What to do –
All lines before the one containing "ID einer Client-Verbindung", plus that line itself, are to be printed exactly as they appear below.

Stored data:
....................

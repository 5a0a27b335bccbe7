//! Gemeinsame Identifikationstypen
//!
//! Verbindungen werden ueber eine UUID im Newtype-Pattern identifiziert,
//! damit sie nicht mit anderen Zahlenwerten verwechselt werden koennen.

use serde::{Deserialize, Serialize};
use uuid::Uuid;

/// Eindeutige ID einer Client-Verbindung
#[derive(Debug, Clone, Copy, PartialEq, Eq, Hash, Serialize, Deserialize)]
pub struct ConnectionId(pub Uuid);

impl ConnectionId {
    /// Erstellt eine neue zufaellige ConnectionId
    pub fn new() -> Self {
        Self(Uuid::new_v4())
    }

    /// Gibt die innere UUID zurueck
    pub fn inner(&self) -> Uuid {
        self.0
    }
}

impl Default for ConnectionId {
    fn default() -> Self {
        Self::new()
    }
}

impl std::fmt::Display for ConnectionId {
    fn fmt(&self, f: &mut std::fmt::Formatter<'_>) -> std::fmt::Result {
        write!(f, "conn:{}", self.0)
    }
}

#[cfg(test)]
mod tests {
    use super::*;

    #[test]
    fn ids_sind_eindeutig() {
        assert_ne!(ConnectionId::new(), ConnectionId::new());
    }

    #[test]
    fn anzeige_mit_praefix() {
        let id = ConnectionId::new();
        assert!(id.to_string().starts_with("conn:"));
        assert_eq!(id.inner(), id.0);
    }
}
//! Client-seitige TCP-Verbindung zum SmartTV-Server
//!
//! Das Protokoll ist Klartext ohne Framing: jede Eingabezeile wird als ein
//! Schreibvorgang gesendet, alles was der Server schickt (Antworten und
//! Hinweise anderer Clients) wird sofort angezeigt. Lesen und Schreiben
//! laufen deshalb getrennt: ein Empfangs-Task gibt eingehende Daten aus,
//! die Eingabeschleife liest die Tastatur.

use std::sync::Arc;
use tokio::io::{AsyncBufRead, AsyncBufReadExt, AsyncReadExt, AsyncWrite, AsyncWriteExt};
use tokio::net::tcp::OwnedReadHalf;
use tokio::net::TcpStream;
use tokio::sync::Mutex;

pub const PROMPT: &str = "SmartTV>> ";
pub const KEINE_EINGABE: &str = "No command entered (type 'help' for options).\n";

/// Maximale Bytes pro Lesevorgang, passend zum Server
const EMPFANGS_PUFFER: usize = 1024;

/// Wie lange nach `quit` auf das Schliessen durch den Server gewartet wird
const QUIT_WARTEZEIT: std::time::Duration = std::time::Duration::from_secs(2);

/// Warum die Sitzung endete
#[derive(Debug, Clone, Copy, PartialEq, Eq)]
pub enum SitzungsEnde {
    /// Benutzer hat `quit` eingegeben
    Quit,
    /// Eingabe beendet (Ctrl-D / Ende der Pipe)
    EingabeBeendet,
    /// Server hat die Verbindung geschlossen
    ServerGetrennt,
}

/// Gemeinsam genutzte Ausgabe (Terminal oder Testpuffer)
type Ausgabe<W> = Arc<Mutex<W>>;

/// Normalisiert eine Eingabezeile. `None` fuer Leerzeilen.
pub fn befehl_aus_zeile(zeile: &str) -> Option<&str> {
    let befehl = zeile.trim();
    (!befehl.is_empty()).then_some(befehl)
}

/// Text fuer die Anzeige: Serverantworten enden meist ohne Zeilenumbruch
pub fn anzeige_text(empfangen: &str) -> String {
    let mut text = empfangen.to_owned();
    if !text.ends_with('\n') {
        text.push('\n');
    }
    text
}

async fn schreiben<W>(ausgabe: &Ausgabe<W>, text: &str) -> std::io::Result<()>
where
    W: AsyncWrite + Unpin,
{
    let mut ausgabe = ausgabe.lock().await;
    ausgabe.write_all(text.as_bytes()).await?;
    ausgabe.flush().await
}

/// Gibt alles aus, was der Server sendet, bis er die Verbindung schliesst
async fn empfangen<W>(mut leser: OwnedReadHalf, ausgabe: Ausgabe<W>) -> std::io::Result<()>
where
    W: AsyncWrite + Unpin,
{
    let mut puffer = [0u8; EMPFANGS_PUFFER];
    loop {
        let n = leser.read(&mut puffer).await?;
        if n == 0 {
            tracing::debug!("Server hat die Verbindung geschlossen");
            return Ok(());
        }
        let text = String::from_utf8_lossy(&puffer[..n]);
        schreiben(&ausgabe, &format!("{}{PROMPT}", anzeige_text(&text))).await?;
    }
}

/// Fuehrt eine interaktive Sitzung auf einer bestehenden Verbindung aus
///
/// Liest Befehle zeilenweise aus `eingabe` und schreibt alles Empfangene
/// nach `ausgabe`. Endet nach `quit`, am Ende der Eingabe oder wenn der
/// Server die Verbindung schliesst.
pub async fn sitzung<I, W>(stream: TcpStream, eingabe: I, ausgabe: W) -> anyhow::Result<SitzungsEnde>
where
    I: AsyncBufRead + Unpin,
    W: AsyncWrite + Unpin + Send + 'static,
{
    let (leser, mut schreiber) = stream.into_split();
    let ausgabe = Arc::new(Mutex::new(ausgabe));

    let mut empfang = tokio::spawn(empfangen(leser, Arc::clone(&ausgabe)));
    let mut zeilen = eingabe.lines();

    let ende = loop {
        tokio::select! {
            zeile = zeilen.next_line() => {
                let Some(zeile) = zeile? else {
                    break SitzungsEnde::EingabeBeendet;
                };
                let Some(befehl) = befehl_aus_zeile(&zeile) else {
                    schreiben(&ausgabe, &format!("{KEINE_EINGABE}{PROMPT}")).await?;
                    continue;
                };

                tracing::debug!(befehl, "Sende Befehl");
                schreiber.write_all(befehl.as_bytes()).await?;

                if befehl.eq_ignore_ascii_case("quit") {
                    // Abschiedszeile abwarten, der Server schliesst danach
                    match tokio::time::timeout(QUIT_WARTEZEIT, &mut empfang).await {
                        Ok(ergebnis) => ergebnis??,
                        Err(_) => tracing::warn!("Server hat nach quit nicht getrennt"),
                    }
                    break SitzungsEnde::Quit;
                }
            }

            ergebnis = &mut empfang => {
                ergebnis??;
                break SitzungsEnde::ServerGetrennt;
            }
        }
    };

    if !empfang.is_finished() {
        empfang.abort();
    }
    let _ = schreiber.shutdown().await;
    Ok(ende)
}
//! Structured Logging Setup via tracing-subscriber
//!
//! Konfigurierbar per Umgebungsvariable:
//! - `SMARTTV_LOG_LEVEL`: Filter-Ausdruck (z.B. `debug` oder
//!   `smarttv_control=trace`), ueberschreibt das konfigurierte Level
//! - `SMARTTV_LOG_FORMAT`: Format (text/json), ueberschreibt die Konfiguration

use tracing_subscriber::{fmt, EnvFilter};

/// Name der Umgebungsvariable fuer den Log-Filter
pub const ENV_LOG_LEVEL: &str = "SMARTTV_LOG_LEVEL";
/// Name der Umgebungsvariable fuer das Log-Format
pub const ENV_LOG_FORMAT: &str = "SMARTTV_LOG_FORMAT";

/// Initialisiert das Logging-System.
///
/// Umgebungsvariablen haben Vorrang vor `level` / `format`.
/// Faellt auf `info` / `text` zurueck falls beides ungueltig ist.
/// Ein zweiter Aufruf im selben Prozess ist wirkungslos.
pub fn logging_initialisieren(level: &str, format: &str) {
    let filter = EnvFilter::try_from_env(ENV_LOG_LEVEL)
        .or_else(|_| EnvFilter::try_new(level))
        .unwrap_or_else(|_| EnvFilter::new("info"));

    let format_env = std::env::var(ENV_LOG_FORMAT).ok();
    let format = format_waehlen(format_env.as_deref(), format);

    let ergebnis = match format {
        "json" => fmt()
            .json()
            .with_env_filter(filter)
            .with_target(true)
            .with_thread_ids(true)
            .with_current_span(true)
            .try_init(),
        _ => fmt().with_env_filter(filter).with_target(true).try_init(),
    };

    if ergebnis.is_err() {
        tracing::debug!("Logging war bereits initialisiert");
    }
}

/// Waehlt das Format: gueltiger Umgebungswert vor Konfigurationswert
fn format_waehlen<'a>(aus_env: Option<&'a str>, konfiguriert: &'a str) -> &'a str {
    match aus_env {
        Some(f) if log_format_gueltig(f) => f,
        _ if log_format_gueltig(konfiguriert) => konfiguriert,
        _ => "text",
    }
}

/// Validiert ob ein Log-Level-String gueltig ist.
pub fn log_level_gueltig(level: &str) -> bool {
    matches!(level, "trace" | "debug" | "info" | "warn" | "error")
}

/// Validiert ob ein Log-Format-String gueltig ist.
pub fn log_format_gueltig(format: &str) -> bool {
    matches!(format, "text" | "json")
}

#[cfg(test)]
mod tests {
    use super::*;

    #[test]
    fn log_level_gueltige_werte() {
        for level in ["trace", "debug", "info", "warn", "error"] {
            assert!(log_level_gueltig(level));
        }
    }

    #[test]
    fn log_level_ungueltige_werte() {
        assert!(!log_level_gueltig("verbose"));
        assert!(!log_level_gueltig("INFO")); // Gross-/Kleinschreibung
        assert!(!log_level_gueltig(""));
    }

    #[test]
    fn log_format_werte() {
        assert!(log_format_gueltig("text"));
        assert!(log_format_gueltig("json"));
        assert!(!log_format_gueltig("xml"));
        assert!(!log_format_gueltig("JSON"));
    }

    #[test]
    fn format_env_hat_vorrang() {
        assert_eq!(format_waehlen(Some("json"), "text"), "json");
        assert_eq!(format_waehlen(None, "json"), "json");
    }

    #[test]
    fn ungueltiges_format_faellt_zurueck() {
        assert_eq!(format_waehlen(Some("xml"), "json"), "json");
        assert_eq!(format_waehlen(Some("xml"), "yaml"), "text");
    }

    #[test]
    fn doppelte_initialisierung_ist_harmlos() {
        logging_initialisieren("info", "text");
        logging_initialisieren("debug", "json");
    }
}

....................

Worked solution –
repository 5a0a27b335bccbe7
//! Gemeinsame Identifikationstypen
//!
//! Verbindungen werden ueber eine UUID im Newtype-Pattern identifiziert,
//! damit sie nicht mit anderen Zahlenwerten verwechselt werden koennen.

use serde::{Deserialize, Serialize};
use uuid::Uuid;

/// Eindeutige ID einer Client-Verbindung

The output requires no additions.